It boasts some of the world’s most famous and instantly recognisable architecture.
And now, an organisation, based in New York, has revealed details of how Scots were responsible for creating many of the famous structures, including the Empire State Building.
The American-Scottish Foundation has created a new app about the Big Apple to highlight the achievements of a group of Scots and Americans with Scottish heritage.
There are some well-known names on the list, such as Charles Rennie Mackintosh and Andrew Carnegie.
But there are others, such as Robert Livingston, who came to New York in the 1670s and became one of the wealthiest men in the colony.
Among his business associates was Captain William Kidd, a Scot from Dundee, who is now better known for being a notorious pirate.
The new app, called “The Scots Who Built New York”, will be launched later this year, but the president of the ASF explained to the Press and Journal yesterday that the project has already grown.
Camilla Hellmann MBE said: “We decided to look at this in 100-year segments and this allowed us to focus our research in a structured way.
“We initially thought it would include 30 or so buildings, but we now have over 90 buildings and points of interest.
“As the project has developed, we felt strongly that it was important to ensure the research wasn’t lost and more people could know and enjoy everything the Scots and Scottish American have done to develop this great city.
“So the American Scottish Foundation board agreed that we needed to make this a legacy project, develop the app and look to have a book alongside it.
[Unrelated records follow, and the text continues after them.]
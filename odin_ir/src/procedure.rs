use bitflags::bitflags;
use std::fmt;

use odin_types::{EntityId, NodeId, TypeId};

use crate::{BlockId, Defer, ValueId};

#[derive(Clone, Copy, Debug, Eq, Hash, Ord, PartialEq, PartialOrd)]
pub struct ProcId(u32);

impl ProcId {
    pub const fn new(index: usize) -> Self {
        Self(index as u32)
    }

    pub const fn index(self) -> usize {
        self.0 as usize
    }
}

impl fmt::Display for ProcId {
    fn fmt(&self, f: &mut fmt::Formatter<'_>) -> fmt::Result {
        write!(f, "p{}", self.0)
    }
}

bitflags! {
    pub struct ProcFlags: u16 {
        const FOREIGN = 1 << 0;
        const EXPORT = 1 << 1;
        const ENTRY_POINT = 1 << 2;
        const STARTUP = 1 << 3;
        const INLINE = 1 << 4;
        const NO_INLINE = 1 << 5;
        const BOUNDS_CHECK = 1 << 6;
        const NO_BOUNDS_CHECK = 1 << 7;
    }
}

/// Where `break`, `continue` and `fallthrough` go inside one loop or
/// match clause.
#[derive(Clone, Copy, Debug, Eq, PartialEq)]
pub struct TargetList {
    pub break_block: Option<BlockId>,
    pub continue_block: Option<BlockId>,
    pub fallthrough_block: Option<BlockId>,
}

#[derive(Clone, Debug, PartialEq)]
pub struct Procedure {
    pub name: String,
    pub entity: Option<EntityId>,
    pub ty: TypeId,
    /// The `Value::Proc` standing for this procedure.
    pub value: ValueId,
    pub parent: Option<ProcId>,
    pub children: Vec<ProcId>,
    pub body: Option<NodeId>,
    pub flags: ProcFlags,
    pub link_name: Option<String>,

    pub params: Vec<ValueId>,
    pub blocks: Vec<BlockId>,
    pub decl_block: Option<BlockId>,
    pub entry_block: Option<BlockId>,
    pub curr_block: Option<BlockId>,

    pub scope_index: i32,
    pub defer_stmts: Vec<Defer>,
    pub target_lists: Vec<TargetList>,
    pub referrers: Vec<ValueId>,

    pub local_count: usize,
    pub instr_count: usize,
}

impl Procedure {
    pub fn new(name: impl Into<String>, entity: Option<EntityId>, ty: TypeId, value: ValueId) -> Self {
        Self {
            name: name.into(),
            entity,
            ty,
            value,
            parent: None,
            children: Vec::new(),
            body: None,
            flags: ProcFlags::empty(),
            link_name: None,
            params: Vec::new(),
            blocks: Vec::new(),
            decl_block: None,
            entry_block: None,
            curr_block: None,
            scope_index: 0,
            defer_stmts: Vec::new(),
            target_lists: Vec::new(),
            referrers: Vec::new(),
            local_count: 0,
            instr_count: 0,
        }
    }

    pub fn is_foreign(&self) -> bool {
        self.flags.contains(ProcFlags::FOREIGN)
    }

    pub fn has_body(&self) -> bool {
        self.body.is_some()
    }

    pub fn target_list(&self) -> Option<&TargetList> {
        self.target_lists.last()
    }

    /// The innermost enclosing target with a `break` block, and so on.
    pub fn break_target(&self) -> Option<BlockId> {
        self.target_lists.iter().rev().find_map(|t| t.break_block)
    }

    pub fn continue_target(&self) -> Option<BlockId> {
        self.target_lists.iter().rev().find_map(|t| t.continue_block)
    }

    /// Only the innermost match clause can be fallen through.
    pub fn fallthrough_target(&self) -> Option<BlockId> {
        self.target_list().and_then(|t| t.fallthrough_block)
    }
}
“It is a large venture that seems to be forever growing tentacles.”
Some of the featured architects include John McComb, senior and junior, who were pivotal in the reconstruction of New York in the 18th and 19th century.
McComb jnr has eight extant landmarks in NYC, including City Hall and St Mark’s Church.
Another Scottish-American, Charles McKim, was a senior partner in McKim, Mead and White, the premier architectural firm in the United States at the start of the 20th Century.
Among his most outstanding buildings are The Loeb Library, The University Club and the former Pennsylvania Station.
Others who will feature on the app include William Lamb, whose family originally hailed from Scotland, and who was responsible for creating the Empire State Building.
John Kinnear, the ASF’s leading historian and architect, said: “William was one of the architects of 40 Wall Street, the tallest building in the world for a few months.
“After it was topped off, the Chrysler Building – almost complete – hoisted a spire which was secretly constructed within the building and it became the tallest building in the world for about a year.
“Then the Empire State Building was completed in 13 months, opening in May 1931, claiming the title of the world’s tallest building.
“It was financed by John Raskob, former chairman of General Motors. His order to Lamb was to keep building until the money ran out.
“It turned out there was enough money to build the tallest building in the world at the time.”